## Exercise instructions
Pull every line with the word "view" out of the entries below.

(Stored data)
..............................

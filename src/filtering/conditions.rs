//! Condition compiler.
//!
//! Turns the `where` list of a [`Filter`](super::Filter) into a [`CompiledWhere`]:
//!
//! 1. Conditions without alternatives are merged into one shared AND-group.
//! 2. Every condition carrying `or` becomes an OR group: the condition itself,
//!    followed by the compiled groups of each alternative.
//! 3. The result is the shared group combined with one alternative from each
//!    OR group, for every combination.
//!
//! `n` OR-bearing conditions with `k` alternatives each therefore compile to
//! `k^n` groups. An empty list compiles to "match all".

use serde_json::Value;

use super::{
    Comparison, CompiledWhere, Condition, ConditionValue, FieldPath, Operator, Predicate,
    WhereGroup, normalize_datetime,
};

/// Which operator set a compiler accepts.
#[derive(Debug, Clone, Copy, PartialEq, Eq)]
pub(crate) enum Vocabulary {
    Standard,
    Permission,
}

/// Compile a `where` list with the cartesian OR strategy.
#[must_use]
pub fn compile_where(conditions: &[Condition]) -> CompiledWhere {
    let groups = compile_groups(conditions);
    tracing::debug!(
        conditions = conditions.len(),
        groups = groups.len(),
        "Compiled filter conditions"
    );
    CompiledWhere { groups }
}

fn compile_groups(conditions: &[Condition]) -> Vec<WhereGroup> {
    if conditions.is_empty() {
        return Vec::new();
    }

    let (plain, branching): (Vec<&Condition>, Vec<&Condition>) =
        conditions.iter().partition(|c| c.or.is_empty());

    let mut main = WhereGroup::new();
    for condition in plain {
        let (field, predicate) = compile_condition(condition, Vocabulary::Standard);
        main.insert(field, predicate);
    }

    let mut groups = vec![main];
    for alternatives in branching.into_iter().map(or_group) {
        groups = groups
            .iter()
            .flat_map(|partial| alternatives.iter().map(move |alt| partial.merged(alt)))
            .collect();
    }
    groups
}

/// The alternatives contributed by one OR-bearing condition.
fn or_group(condition: &Condition) -> Vec<WhereGroup> {
    let mut alternatives = Vec::with_capacity(condition.or.len() + 1);

    let (field, predicate) = compile_condition(condition, Vocabulary::Standard);
    let mut own = WhereGroup::new();
    own.insert(field, predicate);
    alternatives.push(own);

    for alternative in &condition.or {
        alternatives.extend(compile_groups(std::slice::from_ref(alternative)));
    }
    alternatives
}

/// Compile one condition, ignoring its alternatives.
///
/// Returns the key it is stored under in a [`WhereGroup`]: the column, the JSON
/// column, or the first relation of a dot path.
pub(crate) fn compile_condition(condition: &Condition, vocabulary: Vocabulary) -> (String, Predicate) {
    let operator = match (condition.operator, vocabulary) {
        (Operator::JsonContains, Vocabulary::Standard) => {
            tracing::warn!(field = %condition.by, "jsonContains is only supported for permission queries, using '='");
            Operator::Eq
        }
        (operator, _) => operator,
    };
    let comparison = normalize(operator, &condition.value);

    match &condition.by {
        FieldPath::Field(name) => (name.clone(), Predicate::Compare(comparison)),
        FieldPath::Json { field, pointer } => (
            field.clone(),
            Predicate::Json {
                pointer: pointer.clone(),
                comparison,
            },
        ),
        FieldPath::Relation(segments) => nest(segments, Predicate::Compare(comparison)),
    }
}

/// Wrap `leaf` in one relation group per path segment: `a.b.c` becomes
/// `a: { b: { c: leaf } }`.
fn nest(segments: &[String], leaf: Predicate) -> (String, Predicate) {
    let Some((column, relations)) = segments.split_last() else {
        return (String::new(), leaf);
    };

    let mut key = column.clone();
    let mut predicate = leaf;
    for relation in relations.iter().rev() {
        let mut group = WhereGroup::new();
        group.insert(key, predicate);
        predicate = Predicate::Relation(group);
        key = relation.clone();
    }
    (key, predicate)
}

fn normalize(operator: Operator, value: &ConditionValue) -> Comparison {
    let value = match (operator, value) {
        (op, ConditionValue::Scalar(v)) if op.is_pattern() => {
            ConditionValue::Scalar(Value::String(format!("%{}%", scalar_text(v))))
        }
        (Operator::Between, ConditionValue::Range(low, high)) => {
            ConditionValue::Range(normalize_bound(low), normalize_bound(high))
        }
        (_, v) => v.clone(),
    };

    let operator = match (operator, &value) {
        (Operator::Eq, ConditionValue::Null) => Operator::IsNull,
        (Operator::Ne | Operator::Not, ConditionValue::Null) => Operator::IsNotNull,
        (op, _) => op,
    };

    Comparison { operator, value }
}

fn normalize_bound(bound: &Value) -> Value {
    match bound {
        Value::String(s) => normalize_datetime(s).map_or_else(|| bound.clone(), Value::String),
        other => other.clone(),
    }
}

pub(crate) fn scalar_text(value: &Value) -> String {
    match value {
        Value::String(s) => s.clone(),
        other => other.to_string(),
    }
}
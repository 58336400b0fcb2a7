//! # twill-image
//!
//! Compiles a raw responsive-image descriptor into the attribute bundle a
//! `<picture>` renderer needs: ordered `<source>` candidates, a fallback
//! `src`, a `sizes` hint, low-quality placeholders, and inline styles that
//! reserve the image box before anything loads.
//!
//! # Pipeline
//!
//! ```text
//! RawImageDescriptor ─┐
//! CompileOverrides  ──┼─▶ ImageCompiler::compile ─▶ ImageStyles ─▶ RenderBundle ─▶ renderer
//! ImageConfig       ──┘
//! ```
//!
//! The compiler never touches pixels or URLs. The asset layer has already
//! resized, encoded and uploaded every variant; this crate decides how those
//! variants are presented.
//!
//! # Module Map
//!
//! | Module | Role |
//! |--------|------|
//! | [`compile`] | Attribute precedence, sizes defaults, wrapper classes, bundle assembly |
//! | [`sources`] | `<source>` ordering, WebP fallbacks, placeholder sources, MIME lookup |
//! | [`styles`] | Wrapper / main / placeholder inline styles per layout |
//! | [`config`] | `twill-image.toml` loading, layering and validation |
//! | [`types`] | Descriptor, overrides, `Layout` and `Loading` |
//! | [`output`] | Human-readable CLI summaries |
//!
//! # Design Decisions
//!
//! ## Explicit Configuration
//!
//! Global defaults live in an [`ImageConfig`] handed to
//! [`ImageCompiler::new`]. Compilation reads nothing ambient, so the same
//! descriptor and overrides always produce the same bundle, on any thread.
//!
//! ## Sparse Bundles
//!
//! Optional bundle fields are `Option`s and disappear from the serialized
//! JSON when empty. Renderers treat absence as "use the tag default".
//!
//! ## Source Order Is the Contract
//!
//! Browsers take the first matching `<source>`. Each art-direction
//! breakpoint is immediately followed by its WebP fallback, and the
//! unconditional default image always comes last.
//!
//! # Example
//!
//! ```
//! use twill_image::{CompileOverrides, ImageCompiler, ImageConfig, Layout, parse_descriptor};
//!
//! let descriptor = parse_descriptor(r#"{
//!     "image": {
//!         "src": "a.jpg", "alt": "", "width": 800, "height": 400,
//!         "aspectRatio": 2.0, "srcSet": "a.jpg 1x", "extension": "jpg"
//!     }
//! }"#).unwrap();
//!
//! let compiler = ImageCompiler::new(ImageConfig { webp_support: true, ..ImageConfig::default() });
//! let overrides = CompileOverrides { layout: Some(Layout::Constrained), ..Default::default() };
//! let bundle = compiler.compile(&descriptor, &overrides).unwrap();
//!
//! assert_eq!(bundle.main_sources.len(), 2);
//! assert_eq!(bundle.sizes.as_deref(), Some("(min-width:800px) 800px, 100vw"));
//! ```

pub mod compile;
pub mod config;
pub mod output;
pub mod sources;
pub mod styles;
pub mod types;

pub use compile::{CompileError, ImageCompiler, RenderBundle, parse_descriptor};
pub use config::{ConfigError, ImageConfig};
pub use sources::SourceEntry;
pub use styles::{ImageStyles, ResolvedStyles};
pub use types::{ArtDirectionSource, CompileOverrides, ImageData, Layout, Loading, RawImageDescriptor};

#[cfg(test)]
pub(crate) mod test_helpers;
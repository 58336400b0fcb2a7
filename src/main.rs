use clap::{Parser, Subcommand};
use std::io::Read;
use std::path::{Path, PathBuf};
use tracing_subscriber::EnvFilter;
use twill_image::{
    CompileOverrides, ImageCompiler, ImageConfig, Layout, Loading, config, output,
    parse_descriptor,
};

#[derive(Parser)]
#[command(name = "twill-image")]
#[command(about = "Compile responsive image descriptors into <picture> attribute bundles")]
#[command(long_about = "\
Compile responsive image descriptors into <picture> attribute bundles

A descriptor is the JSON produced by the asset layer: the default image with
its srcsets and optional LQIP payload, plus optional art-direction sources
keyed by media query.

  {
    \"image\": {\"src\": \"hero.jpg\", \"alt\": \"Harbour\", \"width\": 1600,
              \"height\": 900, \"aspectRatio\": 1.7778,
              \"srcSet\": \"hero-800.jpg 800w, hero-1600.jpg 1600w\",
              \"srcSetWebp\": \"hero-800.webp 800w, hero-1600.webp 1600w\",
              \"extension\": \"jpg\", \"lqipBase64\": \"data:image/gif;base64,...\"},
    \"sources\": [{\"mediaQuery\": \"(max-width: 600px)\", \"image\": {...}}]
  }

Defaults resolve as: command-line option → descriptor → config → computed.

Run 'twill-image gen-config' to generate a documented twill-image.toml.")]
#[command(version)]
struct Cli {
    /// Config file(s), layered in order. Defaults to ./twill-image.toml if present
    #[arg(long, global = true)]
    config: Vec<PathBuf>,

    /// Log debug events to stderr
    #[arg(short, long, global = true)]
    verbose: bool,

    #[command(subcommand)]
    command: Command,
}

/// Per-image options, mirroring `CompileOverrides`.
#[derive(clap::Args, Clone)]
struct OverrideArgs {
    /// Layout strategy: fullWidth, constrained or fixed
    #[arg(long)]
    layout: Option<String>,
    #[arg(long, value_enum)]
    loading: Option<Loading>,
    /// Emit low-quality placeholders (true/false)
    #[arg(long)]
    lqip: Option<bool>,
    /// Explicit sizes attribute
    #[arg(long)]
    sizes: Option<String>,
    /// Extra wrapper class
    #[arg(long)]
    class: Option<String>,
    #[arg(long)]
    width: Option<u32>,
    #[arg(long)]
    height: Option<u32>,
    /// Wrapper background color (CSS)
    #[arg(long)]
    background_color: Option<String>,
}

impl From<OverrideArgs> for CompileOverrides {
    fn from(args: OverrideArgs) -> Self {
        CompileOverrides {
            background_color: args.background_color,
            layout: args.layout.map(Layout::from),
            loading: args.loading,
            lqip: args.lqip,
            sizes: args.sizes,
            class: args.class,
            width: args.width,
            height: args.height,
        }
    }
}

#[derive(Subcommand)]
enum Command {
    /// Compile a descriptor and print the render bundle as JSON
    Compile {
        /// Descriptor JSON file, or '-' for stdin
        descriptor: PathBuf,
        #[command(flatten)]
        overrides: OverrideArgs,
        /// Print a readable summary instead of JSON
        #[arg(long)]
        summary: bool,
    },
    /// Validate a descriptor without compiling it
    Check {
        /// Descriptor JSON file, or '-' for stdin
        descriptor: PathBuf,
    },
    /// Print a stock twill-image.toml with all options documented
    GenConfig,
}

fn main() -> Result<(), Box<dyn std::error::Error>> {
    let cli = Cli::parse();
    init_tracing(cli.verbose);

    match cli.command {
        Command::Compile {
            descriptor,
            overrides,
            summary,
        } => {
            let image_config = resolve_config(&cli.config)?;
            let descriptor = parse_descriptor(&read_input(&descriptor)?)?;
            let compiler = ImageCompiler::new(image_config);
            let bundle = compiler.compile(&descriptor, &overrides.into())?;
            if summary {
                output::print_bundle(&bundle);
            } else {
                println!("{}", serde_json::to_string_pretty(&bundle)?);
            }
        }
        Command::Check { descriptor } => {
            let descriptor = parse_descriptor(&read_input(&descriptor)?)?;
            output::print_check(&descriptor);
            println!("==> Descriptor is valid");
        }
        Command::GenConfig => {
            print!("{}", config::stock_config_toml());
        }
    }

    Ok(())
}

/// Install the stderr subscriber. `RUST_LOG` wins over `--verbose`.
fn init_tracing(verbose: bool) {
    let default_level = if verbose { "debug" } else { "warn" };
    let filter =
        EnvFilter::try_from_default_env().unwrap_or_else(|_| EnvFilter::new(default_level));
    tracing_subscriber::fmt()
        .with_env_filter(filter)
        .with_writer(std::io::stderr)
        .init();
}

/// Explicit `--config` files, else `./twill-image.toml`, else stock defaults.
fn resolve_config(paths: &[PathBuf]) -> Result<ImageConfig, config::ConfigError> {
    if paths.is_empty() {
        config::load_config(Path::new("."))
    } else {
        config::load_config_files(paths)
    }
}

fn read_input(path: &Path) -> std::io::Result<String> {
    if path == Path::new("-") {
        let mut buf = String::new();
        std::io::stdin().read_to_string(&mut buf)?;
        Ok(buf)
    } else {
        std::fs::read_to_string(path)
    }
}
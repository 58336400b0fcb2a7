//! Input types shared by the compiler, the CLI and the tests.
//!
//! Descriptors arrive as camelCase JSON from the asset layer, so every type
//! here deserializes with `rename_all = "camelCase"`.

use serde::{Deserialize, Serialize};
use std::fmt;

/// Layout strategy for a rendered image.
///
/// Unrecognized values are kept verbatim in [`Layout::Other`]: they still get
/// styles and classes but no default `sizes` attribute.
#[derive(Debug, Clone, PartialEq, Eq, Default, Serialize, Deserialize)]
#[serde(from = "String", into = "String")]
pub enum Layout {
    /// Stretch to the full width of the container.
    #[default]
    FullWidth,
    /// Fluid up to the image width, never wider.
    Constrained,
    /// Exact pixel width and height.
    Fixed,
    Other(String),
}

impl Layout {
    pub fn as_str(&self) -> &str {
        match self {
            Layout::FullWidth => "fullWidth",
            Layout::Constrained => "constrained",
            Layout::Fixed => "fixed",
            Layout::Other(name) => name,
        }
    }
}

impl From<String> for Layout {
    fn from(value: String) -> Self {
        match value.as_str() {
            "fullWidth" => Layout::FullWidth,
            "constrained" => Layout::Constrained,
            "fixed" => Layout::Fixed,
            _ => Layout::Other(value),
        }
    }
}

impl From<&str> for Layout {
    fn from(value: &str) -> Self {
        Layout::from(value.to_string())
    }
}

impl From<Layout> for String {
    fn from(layout: Layout) -> Self {
        match layout {
            Layout::Other(name) => name,
            known => known.as_str().to_string(),
        }
    }
}

impl fmt::Display for Layout {
    fn fmt(&self, f: &mut fmt::Formatter<'_>) -> fmt::Result {
        f.write_str(self.as_str())
    }
}

/// Value of the `<img loading>` attribute.
#[derive(Debug, Clone, Copy, PartialEq, Eq, Default, Serialize, Deserialize, clap::ValueEnum)]
#[serde(rename_all = "lowercase")]
pub enum Loading {
    #[default]
    Lazy,
    Eager,
}

impl Loading {
    pub fn as_str(self) -> &'static str {
        match self {
            Loading::Lazy => "lazy",
            Loading::Eager => "eager",
        }
    }
}

impl fmt::Display for Loading {
    fn fmt(&self, f: &mut fmt::Formatter<'_>) -> fmt::Result {
        f.write_str(self.as_str())
    }
}

/// A single image variant with precomputed URLs and dimensions.
#[derive(Debug, Clone, PartialEq, Serialize, Deserialize)]
#[serde(rename_all = "camelCase")]
pub struct ImageData {
    /// Fallback URL for the `<img src>` attribute
    pub src: String,
    #[serde(default)]
    pub alt: String,
    /// Natural width in pixels
    pub width: u32,
    /// Natural height in pixels
    pub height: u32,
    /// Width divided by height
    pub aspect_ratio: f64,
    /// Srcset in the image's native format
    pub src_set: String,
    #[serde(default, skip_serializing_if = "Option::is_none")]
    pub src_set_webp: Option<String>,
    /// File extension of the native format, without the dot
    pub extension: String,
    /// Inline data URI of the low-quality placeholder
    #[serde(default, skip_serializing_if = "Option::is_none")]
    pub lqip_base64: Option<String>,
}

/// Art-direction variant selected by a media query.
#[derive(Debug, Clone, PartialEq, Serialize, Deserialize)]
#[serde(rename_all = "camelCase")]
pub struct ArtDirectionSource {
    pub media_query: String,
    pub image: ImageData,
}

/// Raw descriptor handed over by the asset/content layer.
#[derive(Debug, Clone, PartialEq, Serialize, Deserialize)]
#[serde(rename_all = "camelCase")]
pub struct RawImageDescriptor {
    pub image: ImageData,
    /// Art-direction variants, in the order the browser should test them.
    #[serde(default, skip_serializing_if = "Vec::is_empty")]
    pub sources: Vec<ArtDirectionSource>,
    #[serde(default, skip_serializing_if = "Option::is_none")]
    pub layout: Option<Layout>,
    #[serde(default, skip_serializing_if = "Option::is_none")]
    pub sizes: Option<String>,
}

/// Per-call frontend options. Every field wins over descriptor and config values.
#[derive(Debug, Clone, Default, PartialEq, Serialize, Deserialize)]
#[serde(default, rename_all = "camelCase", deny_unknown_fields)]
pub struct CompileOverrides {
    pub background_color: Option<String>,
    pub layout: Option<Layout>,
    pub loading: Option<Loading>,
    pub lqip: Option<bool>,
    pub sizes: Option<String>,
    /// Extra class appended to the wrapper element
    pub class: Option<String>,
    pub width: Option<u32>,
    pub height: Option<u32>,
}
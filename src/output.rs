//! CLI output formatting for compiled bundles and descriptor checks.
//!
//! The JSON bundle is what renderers consume; this module produces the
//! human-readable view printed by `compile --summary` and `check`.
//!
//! # Output Format
//!
//! ## Compile summary
//!
//! ```text
//! Image hero.jpg
//!     Alt: Harbour at dusk
//!     Layout: constrained 1600x900 (ratio 1.7778)
//!     Loading: lazy
//!     Sizes: (min-width:1600px) 1600px, 100vw
//!     Classes: twill-image-wrapper twill-image-wrapper-constrained
//!
//! Sources
//! 001 (max-width: 600px) image/jpeg
//!     hero-mobile.jpg 600w
//! 002 default image/jpeg
//!     hero-800.jpg 800w, hero-1600.jpg 1600w
//!
//! Placeholder
//!     Src: data:image/gif;base64,R0lGODlhAQAB...
//! 001 (max-width: 600px) image/gif
//! ```
//!
//! Each view has a `format_*` function (returns `Vec<String>`) for
//! testability and a `print_*` wrapper that writes to stdout.

use crate::compile::RenderBundle;
use crate::sources::SourceEntry;
use crate::types::RawImageDescriptor;

/// Longest payload shown before truncation.
const MAX_VALUE_LEN: usize = 48;

/// Format a 1-based positional index as 3-digit zero-padded.
fn format_index(pos: usize) -> String {
    format!("{:0>3}", pos)
}

/// Return indentation string: 4 spaces per depth level.
fn indent(depth: usize) -> String {
    "    ".repeat(depth)
}

/// Truncate text to `max` characters, appending `...` if truncated.
fn truncate(text: &str, max: usize) -> String {
    match text.char_indices().nth(max) {
        Some((cut, _)) => format!("{}...", &text[..cut]),
        None => text.to_string(),
    }
}

/// Header line for a source: index, media query (or `default`), MIME type.
fn source_line(index: usize, source: &SourceEntry) -> String {
    format!(
        "{} {} {}",
        format_index(index),
        source.media_query.as_deref().unwrap_or("default"),
        source.mime_type.unwrap_or("(no type)")
    )
}

fn push_sources(lines: &mut Vec<String>, sources: &[SourceEntry]) {
    for (i, source) in sources.iter().enumerate() {
        lines.push(source_line(i + 1, source));
        if !source.srcset.is_empty() {
            lines.push(format!("{}{}", indent(1), truncate(&source.srcset, MAX_VALUE_LEN)));
        }
    }
}

/// Format a compiled bundle.
pub fn format_bundle(bundle: &RenderBundle) -> Vec<String> {
    let mut lines = vec![format!("Image {}", bundle.main_src)];

    if let Some(alt) = &bundle.alt {
        lines.push(format!("{}Alt: {}", indent(1), alt));
    }
    lines.push(format!(
        "{}Layout: {} {}x{} (ratio {:.4})",
        indent(1),
        bundle.layout,
        bundle.width,
        bundle.height,
        bundle.aspect_ratio
    ));
    lines.push(format!("{}Loading: {}", indent(1), bundle.loading));
    if let Some(sizes) = &bundle.sizes {
        lines.push(format!("{}Sizes: {}", indent(1), sizes));
    }
    lines.push(format!("{}Classes: {}", indent(1), bundle.wrapper_classes));

    lines.push(String::new());
    lines.push("Sources".to_string());
    push_sources(&mut lines, &bundle.main_sources);

    if bundle.placeholder_src.is_some() || bundle.placeholder_sources.is_some() {
        lines.push(String::new());
        lines.push("Placeholder".to_string());
        if let Some(src) = &bundle.placeholder_src {
            lines.push(format!("{}Src: {}", indent(1), truncate(src, MAX_VALUE_LEN)));
        }
        if let Some(sources) = &bundle.placeholder_sources {
            push_sources(&mut lines, sources);
        }
    }

    lines
}

/// Print a compiled bundle to stdout.
pub fn print_bundle(bundle: &RenderBundle) {
    for line in format_bundle(bundle) {
        println!("{}", line);
    }
}

/// Format the result of checking a descriptor.
pub fn format_check(descriptor: &RawImageDescriptor) -> Vec<String> {
    let image = &descriptor.image;
    let mut lines = vec![format!(
        "Image {} ({}x{}, {})",
        image.src, image.width, image.height, image.extension
    )];

    if descriptor.sources.is_empty() {
        lines.push(format!("{}No art-direction sources", indent(1)));
    }
    for (i, source) in descriptor.sources.iter().enumerate() {
        lines.push(format!(
            "{}{} {} → {} ({}x{})",
            indent(1),
            format_index(i + 1),
            source.media_query,
            source.image.src,
            source.image.width,
            source.image.height
        ));
    }

    let with_lqip = std::iter::once(image)
        .chain(descriptor.sources.iter().map(|s| &s.image))
        .filter(|img| img.lqip_base64.as_deref().is_some_and(|s| !s.is_empty()))
        .count();
    lines.push(format!(
        "{}Placeholders: {} of {}",
        indent(1),
        with_lqip,
        descriptor.sources.len() + 1
    ));

    lines
}

/// Print a descriptor check to stdout.
pub fn print_check(descriptor: &RawImageDescriptor) {
    for line in format_check(descriptor) {
        println!("{}", line);
    }
}
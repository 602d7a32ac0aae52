//! Random ledger generation for benchmarks, demos and the CLI.

pub mod scenario;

..............................

## Expected answer
//! human-readable view printed by `compile --summary` and `check`.
//! Each view has a `format_*` function (returns `Vec<String>`) for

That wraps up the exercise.